Uber Eats and DoorDash implicitly threatened to raise prices and cut their number of delivery workers, citing the city’s study on the wage, which suggested those were some of the means by which the delivery aggregators could compensate for new costs.
The “pay rate will reduce opportunity and increase costs for all New Yorkers,” a DoorDash spokesperson said.
Josh Gold, an Uber spokesperson, said the change would “put thousands of New Yorkers out of work and force the remaining couriers to compete against each other to deliver orders faster.”
Uber is also subject to a pay rate established by New York City’s Taxi and Limousine commission, which served as the initial basis for the calculation of the delivery pay rate, before New York cut the final target wage by nearly $4 an hour as a result of industry opposition. In its most recent 10-Q, Uber said the taxi rate has “had an adverse impact on our financial performance.”
In their injunction, which Moyne initially allowed to stop the wage increase in July, the delivery companies argued that the city’s efforts were arbitrary, irrational, included too much on-call time, require too much recordkeeping, assumed restaurants did not benefit from delivery and were based on flawed data that prevented the city from seeing the full cost of the wage.
However, in his denial of the companies’ injunction, Moyne wrote that the city had “subpoenaed data from the platforms that would have enabled it to model incidence of higher pay on detailed subsets of merchants and consumers, the platforms failed to produce it.”
Moyne wrote that some of the companies’ accusations around methodology and the impact of worker surveys on the calculation of the rate were “unsubstantiated.” The Judge also found that the companies concerns about on-call time had already been addressed by the rule.
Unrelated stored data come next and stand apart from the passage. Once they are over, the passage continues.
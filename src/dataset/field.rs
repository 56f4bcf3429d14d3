//! In-memory gridded variable and the time-axis operations the pipeline needs.

use std::collections::BTreeMap;

use chrono::{Duration, NaiveDateTime, NaiveTime};
use ndarray::{concatenate, Array4, ArrayView4, Axis, Zip};

use super::{DatasetError, Hyperslab};
use crate::window::TimeWindow;

/// One variable on a `(time, depth, lat, lon)` grid. Missing values are `NaN`.
#[derive(Debug, Clone, PartialEq)]
pub struct Field {
    pub name: String,
    pub time: Vec<NaiveDateTime>,
    /// `None` for surface variables, whose depth axis has length one.
    pub depth: Option<Vec<f64>>,
    pub lat: Vec<f64>,
    pub lon: Vec<f64>,
    pub data: Array4<f32>,
    pub attributes: BTreeMap<String, String>,
}

impl Field {
    pub fn new(
        name: impl Into<String>,
        time: Vec<NaiveDateTime>,
        depth: Option<Vec<f64>>,
        lat: Vec<f64>,
        lon: Vec<f64>,
        data: Array4<f32>,
    ) -> Result<Self, DatasetError> {
        let name = name.into();
        let nz = depth.as_ref().map_or(1, |d| d.len());
        let expected = (time.len(), nz, lat.len(), lon.len());

        if data.dim() != expected {
            return Err(DatasetError::InvalidData(format!(
                "{}: data shape {:?} does not match coordinates {:?}",
                name,
                data.dim(),
                expected
            )));
        }

        Ok(Field {
            name,
            time,
            depth,
            lat,
            lon,
            data,
            attributes: BTreeMap::new(),
        })
    }

    /// Labels a hyperslab with its time steps.
    pub fn from_slab(
        name: impl Into<String>,
        time: Vec<NaiveDateTime>,
        slab: Hyperslab,
    ) -> Result<Self, DatasetError> {
        let mut field = Field::new(name, time, slab.depth, slab.lat, slab.lon, slab.data)?;
        field.attributes = slab.attributes;

        Ok(field)
    }

    pub fn len(&self) -> usize {
        self.time.len()
    }

    pub fn is_empty(&self) -> bool {
        self.time.is_empty()
    }

    pub fn same_grid(&self, other: &Field) -> bool {
        self.depth == other.depth && self.lat == other.lat && self.lon == other.lon
    }

    /// The same variable and grid with no time steps.
    pub fn empty_like(&self) -> Field {
        self.take(&[])
    }

    /// A single time step as a field of its own.
    pub fn timestep(&self, index: usize) -> Field {
        self.take(&[index])
    }

    /// Time steps inside `window`, in their current order.
    pub fn select_time(&self, window: &TimeWindow) -> Field {
        let rows: Vec<usize> = self
            .time
            .iter()
            .enumerate()
            .filter(|(_, t)| window.contains(t))
            .map(|(i, _)| i)
            .collect();

        self.take(&rows)
    }

    /// Daily means, one step per calendar day from the first to the last day
    /// present, labelled at midnight. `NaN`s are skipped; days without any
    /// valid value stay `NaN`.
    pub fn resample_daily(&self) -> Field {
        let (Some(first), Some(last)) = (self.time.iter().min(), self.time.iter().max()) else {
            return self.empty_like();
        };
        let first_day = first.date();
        let n_days = (last.date() - first_day).num_days() as usize + 1;
        let (_, nz, ny, nx) = self.data.dim();

        let mut sums = Array4::<f64>::zeros((n_days, nz, ny, nx));
        let mut counts = Array4::<u32>::zeros((n_days, nz, ny, nx));

        for (i, t) in self.time.iter().enumerate() {
            let day = (t.date() - first_day).num_days() as usize;
            Zip::from(sums.index_axis_mut(Axis(0), day))
                .and(counts.index_axis_mut(Axis(0), day))
                .and(self.data.index_axis(Axis(0), i))
                .for_each(|sum, count, &value| {
                    if !value.is_nan() {
                        *sum += value as f64;
                        *count += 1;
                    }
                });
        }

        let mut data = Array4::<f32>::from_elem((n_days, nz, ny, nx), f32::NAN);
        Zip::from(&mut data)
            .and(&sums)
            .and(&counts)
            .for_each(|mean, &sum, &count| {
                if count > 0 {
                    *mean = (sum / count as f64) as f32;
                }
            });

        let time = (0..n_days)
            .map(|d| (first_day + Duration::days(d as i64)).and_time(NaiveTime::default()))
            .collect();

        Field {
            time,
            data,
            ..self.empty_like()
        }
    }

    /// Joins `parts` along time, sorted ascending. Repeated timestamps keep
    /// their first occurrence.
    pub fn concat_sorted(parts: &[Field]) -> Result<Field, DatasetError> {
        let first = parts
            .first()
            .ok_or_else(|| DatasetError::InvalidData("nothing to concatenate".to_string()))?;

        if let Some(other) = parts
            .iter()
            .find(|p| p.name != first.name || !p.same_grid(first))
        {
            return Err(DatasetError::InvalidData(format!(
                "cannot concatenate `{}` with `{}` on a different grid",
                first.name, other.name
            )));
        }

        let views: Vec<ArrayView4<f32>> = parts.iter().map(|p| p.data.view()).collect();
        let data = concatenate(Axis(0), &views)
            .map_err(|e| DatasetError::InvalidData(format!("{}: {}", first.name, e)))?;
        let time: Vec<NaiveDateTime> = parts.iter().flat_map(|p| p.time.iter().copied()).collect();

        let joined = Field {
            time,
            data,
            ..first.empty_like()
        };

        let mut order: Vec<usize> = (0..joined.len()).collect();
        order.sort_by_key(|&i| joined.time[i]);
        order.dedup_by_key(|i| joined.time[*i]);

        Ok(joined.take(&order))
    }

    /// Appends a copy of the last time step one day after it.
    pub fn pad_last_day(&self) -> Field {
        let Some(last) = self.time.iter().max().copied() else {
            return self.clone();
        };
        let last_index = self.time.iter().position(|t| *t == last).unwrap_or(0);

        let mut time = self.time.clone();
        time.push(last + Duration::days(1));
        let tail = self.data.select(Axis(0), &[last_index]);
        let data = match concatenate(Axis(0), &[self.data.view(), tail.view()]) {
            Ok(data) => data,
            Err(_) => return self.clone(),
        };

        Field {
            time,
            data,
            ..self.empty_like()
        }
    }

    /// Places this field's time steps on `axis`. Steps of `axis` the field
    /// lacks are `NaN`; steps not on `axis` are dropped.
    pub fn reindex_time(&self, axis: &[NaiveDateTime]) -> Field {
        let (_, nz, ny, nx) = self.data.dim();
        let mut data = Array4::<f32>::from_elem((axis.len(), nz, ny, nx), f32::NAN);

        for (row, t) in axis.iter().enumerate() {
            if let Some(source) = self.time.iter().position(|own| own == t) {
                data.index_axis_mut(Axis(0), row)
                    .assign(&self.data.index_axis(Axis(0), source));
            }
        }

        Field {
            time: axis.to_vec(),
            data,
            ..self.empty_like()
        }
    }

    fn take(&self, rows: &[usize]) -> Field {
        Field {
            name: self.name.clone(),
            time: rows.iter().map(|&i| self.time[i]).collect(),
            depth: self.depth.clone(),
            lat: self.lat.clone(),
            lon: self.lon.clone(),
            data: self.data.select(Axis(0), rows),
            attributes: self.attributes.clone(),
        }
    }
}

// -- Tests -------------------------------------------------------------------

#[cfg(test)]
mod tests {
    use chrono::NaiveDate;

    use super::*;

    fn at(d: u32, h: u32) -> NaiveDateTime {
        NaiveDate::from_ymd_opt(2025, 7, d)
            .unwrap()
            .and_hms_opt(h, 0, 0)
            .unwrap()
    }

    // One value per time step, broadcast over a 1x2x2 grid.
    fn field(name: &str, time: Vec<NaiveDateTime>, values: &[f32]) -> Field {
        let mut data = Array4::<f32>::zeros((values.len(), 1, 2, 2));
        for (i, v) in values.iter().enumerate() {
            data.index_axis_mut(Axis(0), i).fill(*v);
        }
        Field::new(name, time, None, vec![-39.0, -38.0], vec![11.0, 12.0], data).unwrap()
    }

    #[test]
    fn should_reject_mismatched_shape() {
        let data = Array4::<f32>::zeros((2, 1, 2, 2));
        let result = Field::new("surf_el", vec![at(1, 0)], None, vec![0.0, 1.0], vec![0.0, 1.0], data);

        assert!(result.is_err());
    }

    #[test]
    fn should_resample_three_hourly_to_daily_means() {
        let time: Vec<_> = (0..16).map(|i| at(1 + i / 8, (i % 8) * 3)).collect();
        let values: Vec<f32> = (0..16).map(|i| if i < 8 { 1.0 } else { 3.0 + (i % 2) as f32 }).collect();
        let daily = field("salinity", time, &values).resample_daily();

        assert_eq!(daily.time, vec![at(1, 0), at(2, 0)]);
        assert_eq!(daily.data[[0, 0, 0, 0]], 1.0);
        assert_eq!(daily.data[[1, 0, 1, 1]], 3.5);
    }

    #[test]
    fn should_skip_nan_and_fill_gaps_when_resampling() {
        let time = vec![at(1, 0), at(1, 12), at(3, 0)];
        let daily = field("surf_el", time, &[f32::NAN, 2.0, 4.0]).resample_daily();

        assert_eq!(daily.time, vec![at(1, 0), at(2, 0), at(3, 0)]);
        assert_eq!(daily.data[[0, 0, 0, 0]], 2.0);
        assert!(daily.data[[1, 0, 0, 0]].is_nan());
        assert_eq!(daily.data[[2, 0, 0, 0]], 4.0);
    }

    #[test]
    fn should_resample_empty_field_to_empty() {
        let daily = field("surf_el", vec![], &[]).resample_daily();

        assert!(daily.is_empty());
        assert_eq!(daily.data.dim(), (0, 1, 2, 2));
    }

    #[test]
    fn should_concat_sorted_without_duplicates() {
        let parts = vec![
            field("water_u", vec![at(3, 0)], &[3.0]),
            field("water_u", vec![at(1, 0)], &[1.0]),
            field("water_u", vec![at(2, 0)], &[2.0]),
            field("water_u", vec![at(1, 0)], &[9.0]),
        ];
        let combined = Field::concat_sorted(&parts).unwrap();

        assert_eq!(combined.time, vec![at(1, 0), at(2, 0), at(3, 0)]);
        assert_eq!(combined.data[[0, 0, 0, 0]], 1.0);
        assert_eq!(combined.data[[2, 0, 1, 0]], 3.0);
    }

    #[test]
    fn should_refuse_to_concat_different_variables() {
        let parts = vec![
            field("water_u", vec![at(1, 0)], &[1.0]),
            field("water_v", vec![at(2, 0)], &[2.0]),
        ];

        assert!(Field::concat_sorted(&parts).is_err());
        assert!(Field::concat_sorted(&[]).is_err());
    }

    #[test]
    fn should_select_inside_window() {
        let time: Vec<_> = (1..=5).map(|d| at(d, 0)).collect();
        let window = TimeWindow {
            start: at(2, 0),
            end: at(4, 0),
        };
        let selected = field("salinity", time, &[1.0, 2.0, 3.0, 4.0, 5.0]).select_time(&window);

        assert_eq!(selected.time, vec![at(2, 0), at(3, 0), at(4, 0)]);
        assert_eq!(selected.data[[0, 0, 0, 0]], 2.0);
    }

    #[test]
    fn should_pad_last_day() {
        let padded = field("surf_el", vec![at(1, 0), at(2, 0)], &[1.0, 2.0]).pad_last_day();

        assert_eq!(padded.time, vec![at(1, 0), at(2, 0), at(3, 0)]);
        assert_eq!(padded.data[[2, 0, 1, 1]], 2.0);
    }

    #[test]
    fn should_fill_missing_days_with_nan_when_reindexing() {
        let source = field("salinity", vec![at(1, 0), at(3, 0)], &[1.0, 3.0]);
        let reindexed = source.reindex_time(&[at(1, 0), at(2, 0), at(3, 0)]);

        assert_eq!(reindexed.time, vec![at(1, 0), at(2, 0), at(3, 0)]);
        assert_eq!(reindexed.data[[0, 0, 0, 0]], 1.0);
        assert!(reindexed.data[[1, 0, 1, 1]].is_nan());
        assert_eq!(reindexed.data[[2, 0, 1, 0]], 3.0);
        assert!(reindexed.same_grid(&source));

        let empty = source.empty_like().reindex_time(&[at(1, 0)]);
        assert_eq!(empty.data.dim(), (1, 1, 2, 2));
        assert!(empty.data.iter().all(|v| v.is_nan()));
    }

    #[test]
    fn should_split_single_timestep() {
        let source = field("surf_el", vec![at(1, 0), at(2, 0)], &[1.0, 2.0]);
        let step = source.timestep(1);

        assert_eq!(step.time, vec![at(2, 0)]);
        assert_eq!(step.data.dim(), (1, 1, 2, 2));
        assert!(step.same_grid(&source));
    }
}
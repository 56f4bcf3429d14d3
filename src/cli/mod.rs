//! Command line interface.

pub mod command;

use std::{path::PathBuf, time::Duration};

use chrono::NaiveDateTime;
use clap::{command, ArgAction, Args, Parser, Subcommand};
use indicatif::{ProgressBar, ProgressStyle};

use crate::{
    catalog::DEFAULT_VARIABLES,
    config::{DEFAULT_MAX_TRIES, DEFAULT_STAGGER},
};

#[derive(Parser)]
#[command(version, about, long_about = None)]
/// Contains the commands
pub struct Cli {
    /// Log level (trace, debug, info, warn, error)
    #[arg(short, long, default_value = "info", global = true)]
    pub log_level: String,

    #[command(subcommand)]
    pub command: Commands,
}

#[derive(Subcommand)]
pub enum Commands {
    /// Download a HYCOM forecast run and merge its variables into one file
    #[command(name = "download-hycom", alias = "download_hycom")]
    DownloadHycom(HycomArgs),
}

#[derive(Args, Debug, Clone)]
pub struct HycomArgs {
    /// Variables to download, comma separated
    #[arg(long, value_delimiter = ',', default_values = DEFAULT_VARIABLES)]
    pub variables: Vec<String>,

    /// Domain as lon_min,lon_max,lat_min,lat_max
    #[arg(
        long,
        value_delimiter = ',',
        allow_hyphen_values = true,
        default_values_t = [10.0, 25.0, -40.0, -25.0]
    )]
    pub domain: Vec<f64>,

    /// Depth range as min,max in metres, or a single level
    #[arg(long, value_delimiter = ',', default_values_t = [0.0, 5000.0])]
    pub depths: Vec<f64>,

    /// Run date as "YYYY-MM-DD HH:MM:SS"
    #[arg(long = "run-date", alias = "run_date", value_parser = parse_datetime)]
    pub run_date: NaiveDateTime,

    /// Hindcast days before the run date
    #[arg(long, default_value_t = 5.0)]
    pub hdays: f64,

    /// Forecast days after the run date
    #[arg(long, default_value_t = 5.0)]
    pub fdays: f64,

    /// Output directory, defaults to the home directory
    #[arg(long)]
    pub savedir: Option<PathBuf>,

    /// Reach one extra day back and repeat the last day (true/false)
    #[arg(long, action = ArgAction::Set, value_parser = parse_bool, default_value = "false")]
    pub pad: bool,

    /// Fetch variables concurrently (true/false)
    #[arg(long, action = ArgAction::Set, value_parser = parse_bool, default_value = "false")]
    pub parallel: bool,

    /// Attempts at opening each remote dataset
    #[arg(long = "max-tries", default_value_t = DEFAULT_MAX_TRIES)]
    pub max_tries: u32,

    /// Seconds between concurrent launches
    #[arg(long = "stagger-secs", default_value_t = DEFAULT_STAGGER.as_secs_f64())]
    pub stagger_secs: f64,
}

/// Parses "YYYY-MM-DD HH:MM:SS", or a bare date meaning midnight.
pub fn parse_datetime(value: &str) -> Result<NaiveDateTime, String> {
    NaiveDateTime::parse_from_str(value.trim(), "%Y-%m-%d %H:%M:%S")
        .or_else(|_| {
            chrono::NaiveDate::parse_from_str(value.trim(), "%Y-%m-%d")
                .map(|d| d.and_time(chrono::NaiveTime::default()))
        })
        .map_err(|_| format!("`{}` is not a date of the form YYYY-MM-DD HH:MM:SS", value))
}

pub fn parse_bool(value: &str) -> Result<bool, String> {
    match value.trim().to_lowercase().as_str() {
        "true" | "t" | "yes" | "y" | "1" => Ok(true),
        "false" | "f" | "no" | "n" | "0" => Ok(false),
        _ => Err(format!("`{}` is not true or false", value)),
    }
}

/// Creates a spinner.
pub fn create_spinner(message: String) -> ProgressBar {
    let bar = ProgressBar::new_spinner().with_message(message);
    bar.enable_steady_tick(Duration::from_millis(100));

    bar
}

/// Style for bars with a known length.
pub fn bar_style() -> ProgressStyle {
    ProgressStyle::with_template("[{eta_precise}] {bar:40.cyan/blue} {pos}/{len} {msg}")
        .unwrap_or_else(|_| ProgressStyle::default_bar())
        .progress_chars("##-")
}

// -- Tests -------------------------------------------------------------------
“It was in direct response to the petitioners’ concerns and comments that the DCWP created the Alternative Method and the adjustment for ‘multi-apping,’” Moyne wrote.
Moyne did grant a fourth delivery service, Relay, its injunction, because Relay uses an exclusively business-to-business delivery model and “has no consumer-facing business and deals only with its restaurant customers to deliver the orders they receive.”
“Uber, GrubHub and DoorDash have also failed to show irreparable injury or a balance of equities in their favor,” Moyne found. “[They] can charge a delivery fee to the end consumer. Therefore, their injury is far more speculative than that of Relay.”
DCWP Commissioner Vilda Vera Mayuga celebrated the ruling.
“We are glad the court made this decision, and we are grateful for the tireless advocacy of so many delivery workers who fought hard to make today a reality. Delivery workers, like all workers, deserve fair pay for their labor,” Mayuga said in a press release.